What did the FDA Know About Avandia?


by CBS News Investigative Producer Laura Strickler.

A sealed court deposition in a civil lawsuit against Glaxo Smith Kline obtained by CBS News sheds light on the fight that raged inside the FDA between those who wanted to pull the drug and those who wanted to keep the drug on the market.

The deposition describes an internal email written by the Chief Medical Officer for Glaxo Smith Kline in which he tells his colleagues an FDA official divulged details of an internal debate within the regulatory agency over whether or not to add a sharper label to the drug in 2007.

In the deposition, former FDA safety reviewer Dr. Rosemary Johann-Liang was asked about the "personal decorum" of an FDA official sharing details about an internal debate with a pharmaceutical executive. Johann-Liang said this kind of communication should not happen. She said: "I believe there are certain--certain decorums one must abide by when one is regulating an application and deciding upon labeling...".

An FDA spokesperson would not comment on the matter citing ongoing litigation.

Johann-Liang says upon first review of "preclinical data" of glitazones, the class of drug that includes Avandia, she saw "fluid retention of the body that's seen throughout. It's a recurrent story," she said. She described that this can cause "fluid collection like around your ankles and legs..."

Dr. Johann-Liang revealed in 2007 that when she pushed for a new severe warning on Avandia she was reprimanded by her superiors.

Dr. Mary Money of Hagerstown Maryland told CBS News she called the FDA to raise concerns about fluid retention in her patients that were taking Avandia as far back as March 2000. She described one patient's legs as being as swollen as "stove pipes" after taking the drug. Money says the only response she ever received from the FDA was a form letter that was viewed by CBS News.

An October 7, 2008 internal FDA Avandia review from the Office of Surveillance and Epidemiology released by Senate investigators read: "We conclude that the cardiovascular risks associated with rosiglitazone are excessive...Rosiglitazone should be pulled from the market." The agency did not act on this review.

The reviewers also included a lengthy analysis of whether or not it was ethical for the FDA to ask a company to run clinical trials testing the safety of a drug if there were concerns that it could cause heart failure. A 2007 study showed Avandia led to a 43 percent increase in risk of heart attack.

The report is referring to a large clinical trial the company began in spring of 2009 involving the recruitment of 16,000 patients across the globe including patients in places such as Pakistan, Colombia, Latvia and Slovakia as well as in the United States.

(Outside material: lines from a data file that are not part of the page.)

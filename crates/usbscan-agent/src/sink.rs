/// Event sink advised on the agent's connection point.
///
/// The agent fires its events through `IDispatch::Invoke` with the member
/// IDs of its source dispinterface. Those IDs are read from the agent's
/// type information at subscription time and mapped to
/// [`AgentEventKind`]s; members the handler does not know are acknowledged
/// and dropped.
///
/// The vtable is laid out by hand: `QueryInterface` must also answer the
/// source dispinterface, whose IID is only known at run time.
use crate::interfaces::SinkInterfaces;
use std::collections::HashMap;
use std::ffi::c_void;
use std::sync::atomic::{fence, AtomicU32, Ordering};
use tracing::{debug, error};
use usbscan_core::{AgentEventKind, AgentEvents};
use windows::core::{Error, Interface, IUnknown_Vtbl, Result, BSTR, GUID, HRESULT, PCWSTR, VARIANT};
use windows::Win32::Foundation::{
    DISP_E_BADPARAMCOUNT, E_FAIL, E_NOINTERFACE, E_NOTIMPL, E_POINTER, S_OK,
};
use windows::Win32::System::Com::{
    IDispatch, IDispatch_Vtbl, DISPATCH_FLAGS, DISPPARAMS, EXCEPINFO,
};

/// COM object layout: the vtable pointer must come first.
#[repr(C)]
pub(crate) struct AgentEventSink {
    vtable: *const IDispatch_Vtbl,
    refs: AtomicU32,
    interfaces: SinkInterfaces,
    handler: Box<dyn AgentEvents>,
    members: HashMap<i32, AgentEventKind>,
}

static VTABLE: IDispatch_Vtbl = IDispatch_Vtbl {
    base__: IUnknown_Vtbl {
        QueryInterface: query_interface,
        AddRef: add_ref,
        Release: release,
    },
    GetTypeInfoCount: get_type_info_count,
    GetTypeInfo: get_type_info,
    GetIDsOfNames: get_ids_of_names,
    Invoke: invoke,
};

impl AgentEventSink {
    /// A new sink answering to `source` as well as `IUnknown`/`IDispatch`,
    /// returned with one reference owned by the caller.
    pub(crate) fn create(
        handler: Box<dyn AgentEvents>,
        members: HashMap<i32, AgentEventKind>,
        source: &GUID,
    ) -> IDispatch {
        let sink = Box::new(Self {
            vtable: &VTABLE,
            refs: AtomicU32::new(1),
            interfaces: SinkInterfaces::new(source.to_u128()),
            handler,
            members,
        });
        unsafe { IDispatch::from_raw(Box::into_raw(sink).cast()) }
    }

    fn invoke(&self, member: i32, params: *const DISPPARAMS) -> Result<()> {
        match self.members.get(&member) {
            Some(kind) => self.dispatch(*kind, params),
            None => {
                debug!("usb_scan: ignoring agent event {member}");
                Ok(())
            }
        }
    }

    fn dispatch(&self, kind: AgentEventKind, params: *const DISPPARAMS) -> Result<()> {
        match kind {
            AgentEventKind::Quit => {
                self.handler.on_quit();
                Ok(())
            }
            AgentEventKind::DeviceControl => {
                let payload = unsafe { first_string_arg(params) }?;
                self.handler.on_device_control_event(&payload).map_err(|e| {
                    error!("usb_scan: device event failed: {e}");
                    Error::from(E_FAIL)
                })
            }
        }
    }
}

unsafe fn sink<'a>(this: *mut c_void) -> &'a AgentEventSink {
    &*(this as *const AgentEventSink)
}

// ─── IUnknown ───────────────────────────────────────────────────────────────

unsafe extern "system" fn query_interface(
    this: *mut c_void,
    iid: *const GUID,
    out: *mut *mut c_void,
) -> HRESULT {
    if iid.is_null() || out.is_null() {
        return E_POINTER;
    }
    let sink = sink(this);
    if sink.interfaces.answers((*iid).to_u128()) {
        sink.refs.fetch_add(1, Ordering::Relaxed);
        *out = this;
        S_OK
    } else {
        *out = std::ptr::null_mut();
        E_NOINTERFACE
    }
}

unsafe extern "system" fn add_ref(this: *mut c_void) -> u32 {
    sink(this).refs.fetch_add(1, Ordering::Relaxed) + 1
}

unsafe extern "system" fn release(this: *mut c_void) -> u32 {
    let remaining = sink(this).refs.fetch_sub(1, Ordering::Release) - 1;
    if remaining == 0 {
        fence(Ordering::Acquire);
        drop(Box::from_raw(this as *mut AgentEventSink));
    }
    remaining
}

// ─── IDispatch ──────────────────────────────────────────────────────────────

unsafe extern "system" fn get_type_info_count(_this: *mut c_void, count: *mut u32) -> HRESULT {
    if count.is_null() {
        return E_POINTER;
    }
    *count = 0;
    S_OK
}

unsafe extern "system" fn get_type_info(
    _this: *mut c_void,
    _index: u32,
    _lcid: u32,
    out: *mut *mut c_void,
) -> HRESULT {
    if !out.is_null() {
        *out = std::ptr::null_mut();
    }
    E_NOTIMPL
}

unsafe extern "system" fn get_ids_of_names(
    _this: *mut c_void,
    _riid: *const GUID,
    _names: *const PCWSTR,
    _count: u32,
    _lcid: u32,
    _dispids: *mut i32,
) -> HRESULT {
    E_NOTIMPL
}

#[allow(clippy::too_many_arguments)]
unsafe extern "system" fn invoke(
    this: *mut c_void,
    member: i32,
    _riid: *const GUID,
    _lcid: u32,
    _flags: DISPATCH_FLAGS,
    params: *const DISPPARAMS,
    _result: *mut VARIANT,
    _excepinfo: *mut EXCEPINFO,
    _argerr: *mut u32,
) -> HRESULT {
    match sink(this).invoke(member, params) {
        Ok(()) => S_OK,
        Err(e) => e.code(),
    }
}

/// First positional argument as a string. `rgvarg` holds the arguments in
/// reverse order.
unsafe fn first_string_arg(params: *const DISPPARAMS) -> Result<String> {
    let params = params.as_ref().ok_or_else(|| Error::from(E_POINTER))?;
    if params.cArgs == 0 || params.rgvarg.is_null() {
        return Err(DISP_E_BADPARAMCOUNT.into());
    }
    let arg = &*params.rgvarg.add(params.cArgs as usize - 1);
    Ok(BSTR::try_from(arg)?.to_string())
}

The authors wrote that the patients participating in the study could be harmed and would not benefit from the trial, "but the organization [Glaxo Smith Kline] sponsoring the trial could very well benefit."

The authors concluded that continuing the trial would be "unethical and exploitative." The clinical trial is ongoing.

CBS News reported earlier that theIndian government shut down 19 clinical trials for Avandia in India within the last week.

Senator Charles Grassley, (R-IA) ranking member of the Senate Finance Committee who oversees the FDA has pointed to the Avandia controversy as a call for reform, "The inequality between the FDA's post-market office and the FDA office that decides whether to approve a drug for market in the first place has led to FDA physicians and scientists who are committed to the post-market monitoring of drugs being suppressed or even ignored," he said.

Glaxo Smith Kline representatives defended their drug at the FDA meeting and released a statement: "Since 2007 we have seen results from six controlled clinical trials looking at the cardiovascular safety of Avandia and together they show that this medicine does not increase the overall risk of heart attack, stroke or death."

The company also released a separate statement in response to the documents released by the Senate Finance Committee, "The documents do not offer new clinically relevant scientific information, and do not provide the full extent of GSK's studies and evaluation of Avandia." The company said that Senate investigators were cherrypicking documents from the million of files turned over in the lawsuit.